▶ **What is required**
Search the data below for "ZERO" and report how many lines contain it, with no other text.

▶ **Data supplied**
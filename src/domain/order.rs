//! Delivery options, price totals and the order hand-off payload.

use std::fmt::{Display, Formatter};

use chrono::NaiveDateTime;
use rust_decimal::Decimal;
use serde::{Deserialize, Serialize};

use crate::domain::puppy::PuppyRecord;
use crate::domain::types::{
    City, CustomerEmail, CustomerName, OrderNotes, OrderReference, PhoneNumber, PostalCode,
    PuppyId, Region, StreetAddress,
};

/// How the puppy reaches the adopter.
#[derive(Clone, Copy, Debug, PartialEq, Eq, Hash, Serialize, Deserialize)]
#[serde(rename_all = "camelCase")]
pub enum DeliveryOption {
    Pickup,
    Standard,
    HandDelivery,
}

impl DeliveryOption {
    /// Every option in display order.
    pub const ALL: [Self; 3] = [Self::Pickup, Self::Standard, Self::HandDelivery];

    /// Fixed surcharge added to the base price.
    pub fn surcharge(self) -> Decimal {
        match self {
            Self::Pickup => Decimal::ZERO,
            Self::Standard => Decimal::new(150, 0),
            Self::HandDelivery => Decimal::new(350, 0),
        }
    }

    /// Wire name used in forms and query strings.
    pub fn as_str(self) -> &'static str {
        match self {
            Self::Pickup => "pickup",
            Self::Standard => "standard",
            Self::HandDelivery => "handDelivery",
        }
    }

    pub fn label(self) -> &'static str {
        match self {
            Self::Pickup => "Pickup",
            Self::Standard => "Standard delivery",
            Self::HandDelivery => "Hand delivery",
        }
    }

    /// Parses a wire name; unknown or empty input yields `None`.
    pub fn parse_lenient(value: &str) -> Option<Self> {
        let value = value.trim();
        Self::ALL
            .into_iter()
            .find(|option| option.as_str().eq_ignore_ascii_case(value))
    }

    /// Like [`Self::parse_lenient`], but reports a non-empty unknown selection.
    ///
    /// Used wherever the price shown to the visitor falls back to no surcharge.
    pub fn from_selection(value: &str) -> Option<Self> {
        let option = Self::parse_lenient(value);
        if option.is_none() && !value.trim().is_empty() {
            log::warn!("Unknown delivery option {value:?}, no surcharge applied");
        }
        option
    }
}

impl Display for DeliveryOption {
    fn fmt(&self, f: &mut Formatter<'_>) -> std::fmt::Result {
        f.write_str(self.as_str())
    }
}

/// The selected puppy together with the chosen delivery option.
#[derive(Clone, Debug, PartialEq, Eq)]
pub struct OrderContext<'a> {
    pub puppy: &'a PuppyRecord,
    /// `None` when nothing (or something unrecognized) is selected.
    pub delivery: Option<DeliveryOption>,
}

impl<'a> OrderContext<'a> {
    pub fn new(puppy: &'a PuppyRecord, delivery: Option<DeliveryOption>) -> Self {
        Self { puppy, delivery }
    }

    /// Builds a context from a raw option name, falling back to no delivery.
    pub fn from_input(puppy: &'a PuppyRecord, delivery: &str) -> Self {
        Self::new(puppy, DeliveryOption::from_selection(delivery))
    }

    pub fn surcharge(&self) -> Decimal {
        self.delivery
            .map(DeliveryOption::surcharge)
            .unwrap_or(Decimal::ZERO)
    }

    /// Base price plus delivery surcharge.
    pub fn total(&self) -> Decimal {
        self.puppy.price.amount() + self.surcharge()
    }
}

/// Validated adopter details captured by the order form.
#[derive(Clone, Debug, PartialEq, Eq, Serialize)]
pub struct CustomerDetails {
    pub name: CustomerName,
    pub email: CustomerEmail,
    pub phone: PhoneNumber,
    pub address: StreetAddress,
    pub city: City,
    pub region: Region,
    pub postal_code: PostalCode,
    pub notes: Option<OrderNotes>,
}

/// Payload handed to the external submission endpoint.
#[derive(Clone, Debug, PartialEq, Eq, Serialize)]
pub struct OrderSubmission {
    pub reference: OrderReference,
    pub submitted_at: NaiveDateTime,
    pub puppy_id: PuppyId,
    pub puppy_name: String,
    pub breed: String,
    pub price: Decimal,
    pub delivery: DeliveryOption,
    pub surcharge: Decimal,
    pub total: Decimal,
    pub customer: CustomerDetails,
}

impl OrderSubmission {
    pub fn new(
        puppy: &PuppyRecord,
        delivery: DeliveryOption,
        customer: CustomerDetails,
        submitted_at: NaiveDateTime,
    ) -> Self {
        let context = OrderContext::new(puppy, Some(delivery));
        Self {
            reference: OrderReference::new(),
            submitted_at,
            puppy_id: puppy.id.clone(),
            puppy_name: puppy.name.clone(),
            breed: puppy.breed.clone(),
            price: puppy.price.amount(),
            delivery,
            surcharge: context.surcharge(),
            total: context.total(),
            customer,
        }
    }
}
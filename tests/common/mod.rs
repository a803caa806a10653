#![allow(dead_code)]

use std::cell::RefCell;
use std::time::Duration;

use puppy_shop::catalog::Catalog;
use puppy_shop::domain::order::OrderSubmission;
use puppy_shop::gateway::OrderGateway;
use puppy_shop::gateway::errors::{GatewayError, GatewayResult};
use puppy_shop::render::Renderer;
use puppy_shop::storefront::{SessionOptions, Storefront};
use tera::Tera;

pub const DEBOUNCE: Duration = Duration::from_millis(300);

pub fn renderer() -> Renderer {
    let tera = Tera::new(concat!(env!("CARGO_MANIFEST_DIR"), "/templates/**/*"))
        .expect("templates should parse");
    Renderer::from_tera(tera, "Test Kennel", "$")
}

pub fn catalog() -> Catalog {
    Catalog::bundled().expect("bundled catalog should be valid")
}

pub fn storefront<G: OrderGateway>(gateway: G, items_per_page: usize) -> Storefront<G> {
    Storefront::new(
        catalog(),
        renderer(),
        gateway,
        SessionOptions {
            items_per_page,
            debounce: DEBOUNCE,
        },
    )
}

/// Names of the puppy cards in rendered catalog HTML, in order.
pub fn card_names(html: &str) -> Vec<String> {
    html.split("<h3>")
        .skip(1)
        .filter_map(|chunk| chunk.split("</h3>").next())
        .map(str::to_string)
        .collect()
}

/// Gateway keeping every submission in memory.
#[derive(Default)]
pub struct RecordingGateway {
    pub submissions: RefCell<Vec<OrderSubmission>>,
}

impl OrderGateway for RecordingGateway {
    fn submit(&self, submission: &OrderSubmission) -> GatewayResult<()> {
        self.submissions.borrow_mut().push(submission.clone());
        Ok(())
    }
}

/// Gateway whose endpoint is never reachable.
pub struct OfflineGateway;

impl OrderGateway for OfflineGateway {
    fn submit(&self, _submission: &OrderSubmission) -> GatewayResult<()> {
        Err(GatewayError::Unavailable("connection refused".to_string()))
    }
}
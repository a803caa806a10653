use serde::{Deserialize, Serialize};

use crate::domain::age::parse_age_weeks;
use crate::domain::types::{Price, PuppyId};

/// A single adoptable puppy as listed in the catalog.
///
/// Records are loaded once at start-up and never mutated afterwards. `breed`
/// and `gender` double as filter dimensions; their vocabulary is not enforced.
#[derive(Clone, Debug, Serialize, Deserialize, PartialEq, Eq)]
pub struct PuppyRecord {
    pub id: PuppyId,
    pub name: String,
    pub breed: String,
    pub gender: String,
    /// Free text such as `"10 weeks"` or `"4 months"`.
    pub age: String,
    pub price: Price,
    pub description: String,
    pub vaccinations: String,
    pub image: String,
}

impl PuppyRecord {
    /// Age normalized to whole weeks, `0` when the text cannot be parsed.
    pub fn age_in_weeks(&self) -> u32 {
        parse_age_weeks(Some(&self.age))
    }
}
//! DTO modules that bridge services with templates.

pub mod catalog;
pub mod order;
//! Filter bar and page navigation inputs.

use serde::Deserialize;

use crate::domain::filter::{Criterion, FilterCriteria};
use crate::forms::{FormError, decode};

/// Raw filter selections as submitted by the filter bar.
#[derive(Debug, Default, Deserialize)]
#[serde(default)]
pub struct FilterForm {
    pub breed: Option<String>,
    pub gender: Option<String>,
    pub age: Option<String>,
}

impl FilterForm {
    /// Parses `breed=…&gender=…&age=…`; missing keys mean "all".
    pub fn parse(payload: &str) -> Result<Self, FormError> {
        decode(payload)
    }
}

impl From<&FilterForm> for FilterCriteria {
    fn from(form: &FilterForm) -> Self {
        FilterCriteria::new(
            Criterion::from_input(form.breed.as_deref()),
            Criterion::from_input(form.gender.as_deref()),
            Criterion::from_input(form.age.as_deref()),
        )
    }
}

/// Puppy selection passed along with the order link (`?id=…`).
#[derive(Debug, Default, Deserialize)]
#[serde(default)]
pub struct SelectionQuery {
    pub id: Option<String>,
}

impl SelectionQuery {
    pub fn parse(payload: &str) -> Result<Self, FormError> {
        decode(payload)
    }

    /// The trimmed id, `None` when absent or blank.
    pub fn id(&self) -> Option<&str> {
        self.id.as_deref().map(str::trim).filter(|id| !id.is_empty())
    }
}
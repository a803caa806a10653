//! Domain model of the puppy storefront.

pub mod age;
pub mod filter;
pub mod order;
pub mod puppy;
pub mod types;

▶ **Result of this exercise**
2